## What you are asked to do
Every line below between the one holding "Source text is" and the one holding "values it saw.", inclusive, should be copied exactly, and no other line.

## Task inputs
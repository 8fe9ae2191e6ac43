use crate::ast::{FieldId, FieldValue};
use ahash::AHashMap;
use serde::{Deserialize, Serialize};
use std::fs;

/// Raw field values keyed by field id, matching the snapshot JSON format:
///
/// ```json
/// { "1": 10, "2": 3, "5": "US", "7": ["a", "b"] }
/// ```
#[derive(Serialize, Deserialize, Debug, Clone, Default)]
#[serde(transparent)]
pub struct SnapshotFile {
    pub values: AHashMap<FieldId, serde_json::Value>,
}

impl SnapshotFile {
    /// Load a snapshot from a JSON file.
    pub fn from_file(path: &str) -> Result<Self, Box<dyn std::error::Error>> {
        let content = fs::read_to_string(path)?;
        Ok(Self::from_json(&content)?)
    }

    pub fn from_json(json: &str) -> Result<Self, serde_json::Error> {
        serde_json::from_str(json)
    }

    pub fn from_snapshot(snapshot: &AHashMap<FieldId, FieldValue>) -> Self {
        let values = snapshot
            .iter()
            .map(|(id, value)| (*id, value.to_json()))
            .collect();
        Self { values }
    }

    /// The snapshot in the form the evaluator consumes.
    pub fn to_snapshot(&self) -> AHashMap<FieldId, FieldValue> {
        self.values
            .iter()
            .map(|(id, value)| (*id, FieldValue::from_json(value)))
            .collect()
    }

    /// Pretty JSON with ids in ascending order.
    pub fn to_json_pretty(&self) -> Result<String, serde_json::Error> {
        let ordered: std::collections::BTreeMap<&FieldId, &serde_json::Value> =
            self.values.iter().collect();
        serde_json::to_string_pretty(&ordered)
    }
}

...

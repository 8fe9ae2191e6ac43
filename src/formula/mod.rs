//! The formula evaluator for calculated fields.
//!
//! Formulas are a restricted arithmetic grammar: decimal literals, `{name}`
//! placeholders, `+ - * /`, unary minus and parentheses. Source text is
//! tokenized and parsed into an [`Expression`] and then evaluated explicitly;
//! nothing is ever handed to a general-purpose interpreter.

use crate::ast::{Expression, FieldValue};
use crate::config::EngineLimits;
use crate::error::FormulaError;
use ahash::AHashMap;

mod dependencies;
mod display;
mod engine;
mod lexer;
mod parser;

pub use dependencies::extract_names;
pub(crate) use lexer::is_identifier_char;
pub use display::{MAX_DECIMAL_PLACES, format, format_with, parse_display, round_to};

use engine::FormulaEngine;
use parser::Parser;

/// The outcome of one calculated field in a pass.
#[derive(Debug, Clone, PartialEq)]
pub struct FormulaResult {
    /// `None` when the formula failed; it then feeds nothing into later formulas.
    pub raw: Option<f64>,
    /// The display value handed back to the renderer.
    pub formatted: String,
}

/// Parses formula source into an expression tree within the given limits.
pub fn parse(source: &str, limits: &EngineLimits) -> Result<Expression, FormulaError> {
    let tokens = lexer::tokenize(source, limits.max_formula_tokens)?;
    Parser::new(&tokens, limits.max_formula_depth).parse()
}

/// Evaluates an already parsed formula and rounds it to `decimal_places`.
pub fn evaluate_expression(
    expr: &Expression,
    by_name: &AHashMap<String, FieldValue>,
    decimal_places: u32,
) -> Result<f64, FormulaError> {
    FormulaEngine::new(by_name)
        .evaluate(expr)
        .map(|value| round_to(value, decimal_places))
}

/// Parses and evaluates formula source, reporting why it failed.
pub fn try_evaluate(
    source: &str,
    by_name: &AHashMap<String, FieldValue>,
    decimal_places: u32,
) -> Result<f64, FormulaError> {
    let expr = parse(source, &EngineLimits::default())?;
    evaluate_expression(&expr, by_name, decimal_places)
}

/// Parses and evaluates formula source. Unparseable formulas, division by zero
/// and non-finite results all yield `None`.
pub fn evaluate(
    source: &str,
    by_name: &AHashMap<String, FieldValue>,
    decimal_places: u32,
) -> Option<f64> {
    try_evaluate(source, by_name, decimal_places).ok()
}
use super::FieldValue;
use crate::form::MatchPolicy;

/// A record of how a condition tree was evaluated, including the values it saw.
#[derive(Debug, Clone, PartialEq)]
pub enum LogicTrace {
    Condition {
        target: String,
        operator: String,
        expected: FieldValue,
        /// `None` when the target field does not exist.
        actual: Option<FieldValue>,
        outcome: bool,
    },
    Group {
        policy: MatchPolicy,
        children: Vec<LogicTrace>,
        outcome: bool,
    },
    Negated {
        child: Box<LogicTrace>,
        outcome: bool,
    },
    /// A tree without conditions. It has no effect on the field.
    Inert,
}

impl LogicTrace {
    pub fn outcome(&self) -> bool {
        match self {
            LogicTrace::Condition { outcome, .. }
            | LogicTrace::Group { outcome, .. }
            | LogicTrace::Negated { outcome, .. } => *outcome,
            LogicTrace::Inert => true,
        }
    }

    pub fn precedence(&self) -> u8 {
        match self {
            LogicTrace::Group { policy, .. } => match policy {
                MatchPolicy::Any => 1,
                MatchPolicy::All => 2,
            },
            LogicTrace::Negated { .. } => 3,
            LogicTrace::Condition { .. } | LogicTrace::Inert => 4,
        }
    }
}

## Task response
//! placeholders, `+ - * /`, unary minus and parentheses. Source text is
//! tokenized and parsed into an [`Expression`] and then evaluated explicitly;
//! nothing is ever handed to a general-purpose interpreter.

use crate::ast::{Expression, FieldValue};
use crate::config::EngineLimits;
use crate::error::FormulaError;
use ahash::AHashMap;

mod dependencies;
mod display;
mod engine;
mod lexer;
mod parser;

pub use dependencies::extract_names;
pub(crate) use lexer::is_identifier_char;
pub use display::{MAX_DECIMAL_PLACES, format, format_with, parse_display, round_to};

use engine::FormulaEngine;
use parser::Parser;

/// The outcome of one calculated field in a pass.
#[derive(Debug, Clone, PartialEq)]
pub struct FormulaResult {
    /// `None` when the formula failed; it then feeds nothing into later formulas.
    pub raw: Option<f64>,
    /// The display value handed back to the renderer.
    pub formatted: String,
}

/// Parses formula source into an expression tree within the given limits.
pub fn parse(source: &str, limits: &EngineLimits) -> Result<Expression, FormulaError> {
    let tokens = lexer::tokenize(source, limits.max_formula_tokens)?;
    Parser::new(&tokens, limits.max_formula_depth).parse()
}

/// Evaluates an already parsed formula and rounds it to `decimal_places`.
pub fn evaluate_expression(
    expr: &Expression,
    by_name: &AHashMap<String, FieldValue>,
    decimal_places: u32,
) -> Result<f64, FormulaError> {
    FormulaEngine::new(by_name)
        .evaluate(expr)
        .map(|value| round_to(value, decimal_places))
}

/// Parses and evaluates formula source, reporting why it failed.
pub fn try_evaluate(
    source: &str,
    by_name: &AHashMap<String, FieldValue>,
    decimal_places: u32,
) -> Result<f64, FormulaError> {
    let expr = parse(source, &EngineLimits::default())?;
    evaluate_expression(&expr, by_name, decimal_places)
}

/// Parses and evaluates formula source. Unparseable formulas, division by zero
/// and non-finite results all yield `None`.
pub fn evaluate(
    source: &str,
    by_name: &AHashMap<String, FieldValue>,
    decimal_places: u32,
) -> Option<f64> {
    try_evaluate(source, by_name, decimal_places).ok()
}
use super::FieldValue;
use crate::form::MatchPolicy;

/// A record of how a condition tree was evaluated, including the values it saw.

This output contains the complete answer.